The parents of a soldier who died in a bomb attack on an insecure training range have said their son was ``utterly failed'' by the Army as a coroner ruled that it failed to take action to prevent his death.
He was due to get married on his return from the war zone.
Surrey Coroner Richard Travers said the chain of command had not listened to concerns raised about the potential of insurgents targeting the range and had not provided sufficiently trained units to clear the site of improvised explosive devices (IEDs).
The inquest heard that the firing range was ``swamped'' by locals scavenging for scrap metal after each session - providing insurgents with an opportunity to plant a bomb.
The vast number of shell casings made it harder to detect IEDs - though the coroner said that a metal detector operator would have to have been ``blind and deaf'' not to detect a device with the high metal content of the bomb that killed L/Cpl Hill.

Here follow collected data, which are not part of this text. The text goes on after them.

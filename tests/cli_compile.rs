//! E2E tests for one-shot compilation

mod common;

use common::{nodescript, stderr_of, stdout_of, write_file};
use std::fs;
use tempfile::tempdir;

#[test]
fn compile_single_file() {
    let dir = tempdir().unwrap();
    write_file(dir.path(), "a.ns", "x = 1\n");

    let output = nodescript()
        .args(["--output", "a.ns", "a.js"])
        .current_dir(dir.path())
        .output()
        .unwrap();

    assert!(output.status.success(), "stderr: {}", stderr_of(&output));
    assert!(stdout_of(&output).contains("a.ns -> a.js"));
    assert_eq!(
        fs::read_to_string(dir.path().join("a.js")).unwrap(),
        "let x = 1;\n"
    );
}

#[test]
fn compile_directory_tree() {
    let dir = tempdir().unwrap();
    write_file(dir.path(), "src/x.ns", "a = 1\n");
    write_file(dir.path(), "src/y.txt", "not a source\n");
    write_file(dir.path(), "src/sub/z.ns", "b = 2\n");

    let output = nodescript()
        .args(["--output", "src", "lib"])
        .current_dir(dir.path())
        .output()
        .unwrap();

    assert!(output.status.success(), "stderr: {}", stderr_of(&output));
    assert_eq!(
        fs::read_to_string(dir.path().join("lib/x.js")).unwrap(),
        "let a = 1;\n"
    );
    assert_eq!(
        fs::read_to_string(dir.path().join("lib/sub/z.js")).unwrap(),
        "let b = 2;\n"
    );
    assert!(!dir.path().join("lib/y.txt").exists());
    assert!(!dir.path().join("lib/y.js").exists());

    // One progress line per compiled file.
    let stdout = stdout_of(&output);
    assert_eq!(stdout.lines().count(), 2, "stdout: {stdout}");
}

#[cfg(unix)]
#[test]
fn compile_preserves_permission_bits() {
    use std::os::unix::fs::PermissionsExt;

    let dir = tempdir().unwrap();
    write_file(dir.path(), "tool.ns", "x = 1\n");
    fs::set_permissions(
        dir.path().join("tool.ns"),
        fs::Permissions::from_mode(0o755),
    )
    .unwrap();

    let output = nodescript()
        .args(["--output", "tool.ns", "tool.js"])
        .current_dir(dir.path())
        .output()
        .unwrap();

    assert!(output.status.success());
    let mode = fs::metadata(dir.path().join("tool.js"))
        .unwrap()
        .permissions()
        .mode()
        & 0o777;
    assert_eq!(mode, 0o755);
}

#[test]
fn compile_twice_is_byte_identical() {
    let dir = tempdir().unwrap();
    write_file(dir.path(), "a.ns", "x = 1\ny = x + 1\n");

    for _ in 0..2 {
        let output = nodescript()
            .args(["--output", "a.ns", "a.js"])
            .current_dir(dir.path())
            .output()
            .unwrap();
        assert!(output.status.success());
    }

    assert_eq!(
        fs::read_to_string(dir.path().join("a.js")).unwrap(),
        "let x = 1;\nlet y = x + 1;\n"
    );
}

#[test]
fn compile_syntax_error_fails_run() {
    let dir = tempdir().unwrap();
    write_file(dir.path(), "bad.ns", "x = 'unclosed\n");

    let output = nodescript()
        .args(["--output", "bad.ns", "bad.js"])
        .current_dir(dir.path())
        .output()
        .unwrap();

    assert!(!output.status.success());
    assert!(stderr_of(&output).contains("syntax error"));
    assert!(!dir.path().join("bad.js").exists());
}

#[test]
fn compile_directory_aborts_on_first_failure() {
    let dir = tempdir().unwrap();
    write_file(dir.path(), "src/bad.ns", "x = (1\n");
    write_file(dir.path(), "src/good.ns", "y = 2\n");

    let output = nodescript()
        .args(["--output", "src", "lib"])
        .current_dir(dir.path())
        .output()
        .unwrap();

    // One-shot mode propagates the first failure; traversal order decides how
    // far the batch got, so only the exit and the message are guaranteed.
    assert!(!output.status.success());
    assert!(stderr_of(&output).contains("syntax error"));
    assert!(!dir.path().join("lib/bad.js").exists());
}

#[test]
fn compile_two_bare_positionals() {
    // Without --output the pair still falls through to the engine.
    let dir = tempdir().unwrap();
    write_file(dir.path(), "a.ns", "x = 1\n");

    let output = nodescript()
        .args(["a.ns", "b.js"])
        .current_dir(dir.path())
        .output()
        .unwrap();

    assert!(output.status.success(), "stderr: {}", stderr_of(&output));
    assert_eq!(
        fs::read_to_string(dir.path().join("b.js")).unwrap(),
        "let x = 1;\n"
    );
}

#[test]
fn compile_empty_directory_writes_nothing() {
    let dir = tempdir().unwrap();
    fs::create_dir(dir.path().join("src")).unwrap();

    let output = nodescript()
        .args(["--output", "src", "lib"])
        .current_dir(dir.path())
        .output()
        .unwrap();

    assert!(output.status.success());
    assert!(stdout_of(&output).is_empty());
    assert!(!dir.path().join("lib").exists());
}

Jack Davies, a fellow guardsman who suffered spinal injuries and had his left leg amputated after the explosion, is launching legal action against the Ministry of Defence (MoD).
Speaking outside the Woking inquest, L/Cpl Hill's parents, of Redhill, Surrey, said the Army failed in its duty of care for their son.
In a statement released jointly with their son's fiancee Anastasia Newman, they said: ``James's death totally shattered our lives and now we have been deeply hurt all over again as we have discovered that his death was needless and entirely preventable.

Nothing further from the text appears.